Gather, from the listing beneath this task, every line holding the string "pools".

- Exercise data:
* * * * * * * * *

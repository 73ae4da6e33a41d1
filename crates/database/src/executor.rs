//! Query execution with bounded, fixed-delay retries.

use crate::classify::process_db_error;
use crate::error::DbError;
use crate::pool::{ConnectionPool, PoolFactory, PoolManager};
use core_types::{ErrorCategory, QueryRequest, Rows};
use std::time::Duration;

/// Total attempts per query: the first try plus two retries.
pub const DEFAULT_MAX_ATTEMPTS: u32 = 3;
pub const DEFAULT_BACKOFF: Duration = Duration::from_secs(1);

/// Which failures are worth another attempt.
#[derive(Debug, Clone, Copy, PartialEq, Eq, Default)]
pub enum RetryScope {
    /// Retry every failure, including ones a retry cannot fix (syntax, privilege).
    #[default]
    AllErrors,
    /// Retry only failures classified as `connection`.
    ConnectionOnly,
}

#[derive(Debug, Clone, Copy, PartialEq, Eq)]
pub struct RetryPolicy {
    pub max_attempts: u32,
    /// Fixed delay between attempts. No growth, no jitter.
    pub backoff: Duration,
    pub scope: RetryScope,
}

impl Default for RetryPolicy {
    fn default() -> Self {
        Self { max_attempts: DEFAULT_MAX_ATTEMPTS, backoff: DEFAULT_BACKOFF, scope: RetryScope::default() }
    }
}

impl RetryPolicy {
    pub fn with_scope(mut self, scope: RetryScope) -> Self {
        self.scope = scope;
        self
    }

    fn permits(&self, category: ErrorCategory) -> bool {
        match self.scope {
            RetryScope::AllErrors => true,
            RetryScope::ConnectionOnly => category == ErrorCategory::Connection,
        }
    }
}

/// Executes `request` and returns its rows, retrying on failure.
///
/// Each attempt fetches the current pool from `pools`; a failure that points at
/// a broken pool (reset, DNS, timeout) retires it so the next attempt runs on a
/// freshly built one. Once attempts run out the last failure is returned.
pub async fn execute_query<F: PoolFactory>(
    pools: &PoolManager<F>,
    policy: &RetryPolicy,
    request: &QueryRequest,
) -> Result<Rows, DbError> {
    request.validate()?;

    let max_attempts = policy.max_attempts.max(1);
    let mut attempt = 0;
    loop {
        attempt += 1;
        let pool = pools.get_pool();
        let outcome = pool.fetch_all(request).await;

        let failure = match outcome {
            Ok(rows) => {
                if attempt > 1 {
                    tracing::info!(attempt, rows = rows.len(), "Query succeeded after retrying.");
                }
                return Ok(rows);
            }
            Err(failure) => failure,
        };

        let diagnosis = process_db_error(&failure);
        tracing::warn!(
            attempt,
            max_attempts,
            code = failure.code().unwrap_or("-"),
            category = %diagnosis.category,
            error = %failure.message,
            "Database query attempt failed."
        );

        if failure.invalidates_pool() {
            pools.retire(&pool);
        }
        drop(pool);

        if attempt >= max_attempts || !policy.permits(diagnosis.category) {
            tracing::error!(
                attempts = attempt,
                category = %diagnosis.category,
                explanation = diagnosis.explanation.as_deref().unwrap_or(""),
                "Giving up on database query."
            );
            return Err(DbError::QueryFailed { attempts: attempt, message: failure.message, diagnosis });
        }

        tokio::time::sleep(policy.backoff).await;
    }
}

* * * * * * * * *

- Answer to the exercise:
/// Each attempt fetches the current pool from `pools`; a failure that points at
    pools: &PoolManager<F>,
        let pool = pools.get_pool();
            pools.retire(&pool);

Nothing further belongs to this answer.